# WORK INSTRUCTIONS
Scan the entries for lines with the word "newest" and copy those lines.

Data items:
··········

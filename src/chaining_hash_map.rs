//! Separate chaining: one singly linked [`Chain`] per bucket.
//!
//! Collisions grow the bucket's chain instead of spilling into other
//! buckets, so the table tolerates any load; an insert that would start
//! at load factor 1.0 doubles the capacity first to keep chains short.
//! Capacity follows the same prime policy as the probing table.

use std::borrow::Borrow;
use std::collections::hash_map::RandomState;
use std::hash::{BuildHasher, Hash};
use std::mem;

use crate::chain::Chain;
use crate::prime::{is_prime, next_prime, DEFAULT_CAPACITY};

/// Hash map using separate chaining.
pub struct ChainingHashMap<K, V, S = RandomState> {
    buckets: Vec<Chain<K, V>>,
    hasher: S,
    size: usize,
}

impl<K, V> ChainingHashMap<K, V>
where
    K: Hash + Eq,
{
    /// Creates a map with the default capacity (11 buckets).
    pub fn new() -> Self {
        Self::with_capacity(DEFAULT_CAPACITY)
    }

    /// Creates a map with at least `capacity` buckets, rounded up to
    /// the next prime. Degenerate requests (0, 1, 2) all yield 3.
    pub fn with_capacity(capacity: usize) -> Self {
        Self::with_capacity_and_hasher(capacity, RandomState::new())
    }
}

impl<K, V, S> ChainingHashMap<K, V, S>
where
    K: Hash + Eq,
    S: BuildHasher + Clone,
{
    pub fn with_hasher(hasher: S) -> Self {
        Self::with_capacity_and_hasher(DEFAULT_CAPACITY, hasher)
    }

    pub fn with_capacity_and_hasher(capacity: usize, hasher: S) -> Self {
        let capacity = next_prime(capacity);
        let mut buckets = Vec::with_capacity(capacity);
        buckets.resize_with(capacity, Chain::new);
        ChainingHashMap {
            buckets,
            hasher,
            size: 0,
        }
    }

    fn bucket_index<Q>(&self, key: &Q) -> usize
    where
        Q: ?Sized + Hash,
    {
        (self.hasher.hash_one(key) % self.buckets.len() as u64) as usize
    }

    /// Inserts or overwrites, returning the previous value when the
    /// bucket's chain already holds an equal key. New entries go in at
    /// the head of the chain.
    pub fn insert(&mut self, key: K, value: V) -> Option<V> {
        if self.load_factor() >= 1.0 {
            let doubled = self.buckets.len() * 2;
            self.resize(doubled);
        }

        let index = self.bucket_index(&key);
        match self.buckets[index].get_mut(&key) {
            Some(old) => Some(mem::replace(old, value)),
            None => {
                self.buckets[index].push_front(key, value);
                self.size += 1;
                None
            }
        }
    }

    pub fn get<Q>(&self, key: &Q) -> Option<&V>
    where
        K: Borrow<Q>,
        Q: ?Sized + Hash + Eq,
    {
        let index = self.bucket_index(key);
        self.buckets[index].get(key)
    }

    pub fn get_mut<Q>(&mut self, key: &Q) -> Option<&mut V>
    where
        K: Borrow<Q>,
        Q: ?Sized + Hash + Eq,
    {
        let index = self.bucket_index(key);
        self.buckets[index].get_mut(key)
    }

    pub fn contains_key<Q>(&self, key: &Q) -> bool
    where
        K: Borrow<Q>,
        Q: ?Sized + Hash + Eq,
    {
        self.get(key).is_some()
    }

    /// Unlinks the entry for `key` from its chain. Returns whether an
    /// entry was deleted.
    pub fn remove<Q>(&mut self, key: &Q) -> bool
    where
        K: Borrow<Q>,
        Q: ?Sized + Hash + Eq,
    {
        let index = self.bucket_index(key);
        if self.buckets[index].remove(key).is_some() {
            self.size -= 1;
            true
        } else {
            false
        }
    }

    /// Rebuilds the table at `new_capacity` rounded up to a prime.
    ///
    /// Requests below 1 are ignored. A request of exactly 2 is treated
    /// as 4, so the smallest non-trivial capacity a resize can produce
    /// is 5. Every entry is re-inserted into a fresh table, which may
    /// grow further while it fills; the capacity finally adopted is
    /// whatever the fresh table ends up with, never assumed equal to
    /// the request.
    pub fn resize(&mut self, new_capacity: usize) {
        if new_capacity < 1 {
            return;
        }

        let mut target = new_capacity;
        if target == 2 {
            target = 4;
        }
        if !is_prime(target) {
            target = next_prime(target);
        }

        let mut fresh = ChainingHashMap::with_capacity_and_hasher(target, self.hasher.clone());
        for chain in mem::take(&mut self.buckets) {
            for (key, value) in chain {
                fresh.insert(key, value);
            }
        }
        *self = fresh;
    }
}

impl<K, V, S> ChainingHashMap<K, V, S> {
    /// Number of entries across all chains.
    pub fn len(&self) -> usize {
        self.size
    }

    pub fn is_empty(&self) -> bool {
        self.size == 0
    }

    /// Number of buckets. Always prime.
    pub fn capacity(&self) -> usize {
        self.buckets.len()
    }

    /// Entries divided by buckets. Can reach exactly 1.0 after an
    /// insert or a tight resize, never more.
    pub fn load_factor(&self) -> f64 {
        self.size as f64 / self.buckets.len() as f64
    }

    /// Buckets whose chain is empty.
    pub fn empty_buckets(&self) -> usize {
        self.buckets.iter().filter(|chain| chain.is_empty()).count()
    }

    /// (key, value) pairs in bucket-index order, then chain order
    /// (newest first) within a bucket.
    pub fn pairs(&self) -> Vec<(&K, &V)> {
        self.buckets
            .iter()
            .flat_map(|chain| chain.iter())
            .collect()
    }

    /// Drops every entry, keeping capacity and hasher.
    pub fn clear(&mut self) {
        let capacity = self.buckets.len();
        self.buckets.clear();
        self.buckets.resize_with(capacity, Chain::new);
        self.size = 0;
    }
}

impl<K, V, S> Default for ChainingHashMap<K, V, S>
where
    K: Hash + Eq,
    S: BuildHasher + Clone + Default,
{
    fn default() -> Self {
        Self::with_capacity_and_hasher(DEFAULT_CAPACITY, S::default())
    }
}

#[cfg(test)]
mod tests {
    use super::*;
    use crate::hash::ByteSumBuildHasher;

    /// Invariant: construction rounds the requested capacity up to the
    /// next prime; 0, 1 and 2 all land on 3.
    #[test]
    fn constructor_rounds_capacity_to_prime() {
        for (requested, expect) in [(0, 3), (1, 3), (2, 3), (10, 11), (11, 11), (20, 23)] {
            let m: ChainingHashMap<String, i32> = ChainingHashMap::with_capacity(requested);
            assert_eq!(m.capacity(), expect, "requested {requested}");
            assert_eq!(m.len(), 0);
            assert_eq!(m.empty_buckets(), expect);
        }
        let m: ChainingHashMap<String, i32> = ChainingHashMap::new();
        assert_eq!(m.capacity(), 11);
    }

    /// Invariant: insert/get round-trip; a second insert of the same key
    /// overwrites the chain node in place and returns the old value.
    #[test]
    fn insert_get_overwrite() {
        let mut m = ChainingHashMap::new();
        assert_eq!(m.insert("key1".to_string(), 10), None);
        assert_eq!(m.get("key1"), Some(&10));
        assert_eq!(m.len(), 1);

        assert_eq!(m.insert("key1".to_string(), 30), Some(10));
        assert_eq!(m.get("key1"), Some(&30));
        assert_eq!(m.len(), 1);

        assert_eq!(m.get("key2"), None);
        if let Some(v) = m.get_mut("key1") {
            *v += 1;
        }
        assert_eq!(m.get("key1"), Some(&31));
    }

    /// Invariant: colliding keys share one bucket's chain, newest at the
    /// head; pairs reports bucket order, then head-to-tail chain order.
    #[test]
    fn collisions_chain_in_one_bucket() {
        // Byte sums: "a" -> bucket 0, "b" -> bucket 1, "ab"/"ba" ->
        // bucket 10 of an 11-bucket table.
        let mut m = ChainingHashMap::with_capacity_and_hasher(11, ByteSumBuildHasher);
        m.insert("ab".to_string(), 1);
        m.insert("ba".to_string(), 2);
        m.insert("a".to_string(), 3);
        m.insert("b".to_string(), 4);

        assert_eq!(m.len(), 4);
        assert_eq!(m.capacity(), 11);
        assert_eq!(m.empty_buckets(), 8);

        let got: Vec<(&str, i32)> = m.pairs().iter().map(|(k, v)| (k.as_str(), **v)).collect();
        assert_eq!(got, [("a", 3), ("b", 4), ("ba", 2), ("ab", 1)]);
    }

    /// Invariant: removing unlinks only the matching node; head,
    /// interior, and absent removals behave.
    #[test]
    fn remove_unlinks_single_node() {
        let mut m = ChainingHashMap::with_capacity_and_hasher(11, ByteSumBuildHasher);
        m.insert("ab".to_string(), 1);
        m.insert("ba".to_string(), 2);
        m.insert("abc".to_string(), 3); // same bucket as the other two

        assert!(m.remove("ba"));
        assert_eq!(m.len(), 2);
        assert_eq!(m.get("ba"), None);
        assert!(!m.contains_key("ba"));
        assert_eq!(m.get("ab"), Some(&1));
        assert_eq!(m.get("abc"), Some(&3));

        assert!(!m.remove("ba"));
        assert_eq!(m.len(), 2);
    }

    /// Invariant: an insert beginning at load >= 1.0 doubles capacity
    /// to the next prime first; `len <= capacity` after every insert.
    #[test]
    fn growth_trips_at_full_load() {
        let mut m = ChainingHashMap::with_capacity(3);
        for i in 0..3 {
            m.insert(format!("key{i}"), i);
            assert!(m.len() <= m.capacity());
        }
        // Three entries in three buckets: full, but growth waits for
        // the next insert.
        assert_eq!(m.capacity(), 3);
        assert_eq!(m.load_factor(), 1.0);

        m.insert("key3".to_string(), 3);
        assert_eq!(m.capacity(), 7);
        assert_eq!(m.len(), 4);
        for i in 0..4 {
            assert_eq!(m.get(format!("key{i}").as_str()), Some(&i));
        }
    }

    /// Invariant: resize ignores requests below 1, treats 2 as 4, and
    /// adopts whatever capacity the rebuild actually produces.
    #[test]
    fn resize_boundary_rules() {
        let mut m = ChainingHashMap::new();
        for i in 0..5 {
            m.insert(format!("key{i}"), i);
        }

        m.resize(0);
        assert_eq!(m.capacity(), 11);

        // 2 is treated as 4, priming to 5: five entries exactly fill it.
        m.resize(2);
        assert_eq!(m.capacity(), 5);
        assert_eq!(m.len(), 5);
        assert_eq!(m.load_factor(), 1.0);
        for i in 0..5 {
            assert_eq!(m.get(format!("key{i}").as_str()), Some(&i));
        }

        // A request of 1 primes to 3; re-inserting five entries trips
        // the load check mid-rebuild and the grown capacity is adopted.
        m.resize(1);
        assert_eq!(m.capacity(), 7);
        assert_eq!(m.len(), 5);
        for i in 0..5 {
            assert_eq!(m.get(format!("key{i}").as_str()), Some(&i));
        }
    }

    /// Invariant: clear empties every chain but keeps capacity and
    /// hasher.
    #[test]
    fn clear_keeps_capacity() {
        let mut m = ChainingHashMap::with_capacity(23);
        for i in 0..10 {
            m.insert(format!("key{i}"), i);
        }

        m.clear();
        assert_eq!(m.len(), 0);
        assert!(m.is_empty());
        assert_eq!(m.capacity(), 23);
        assert_eq!(m.empty_buckets(), 23);
        assert!(m.pairs().is_empty());
        assert_eq!(m.get("key1"), None);

        m.insert("key1".to_string(), 1);
        assert_eq!(m.get("key1"), Some(&1));
    }

    /// Invariant: load factor counts entries, not chain shape, and
    /// ignores overwrites.
    #[test]
    fn load_factor_tracks_entries() {
        let mut m = ChainingHashMap::with_capacity(101);
        assert_eq!(m.load_factor(), 0.0);
        m.insert("key1".to_string(), 10);
        assert_eq!(m.load_factor(), 1.0 / 101.0);
        m.insert("key2".to_string(), 20);
        assert_eq!(m.load_factor(), 2.0 / 101.0);
        m.insert("key1".to_string(), 30);
        assert_eq!(m.load_factor(), 2.0 / 101.0);
    }
}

··········

# RESULT
    /// (newest first) within a bucket.
    /// Invariant: colliding keys share one bucket's chain, newest at the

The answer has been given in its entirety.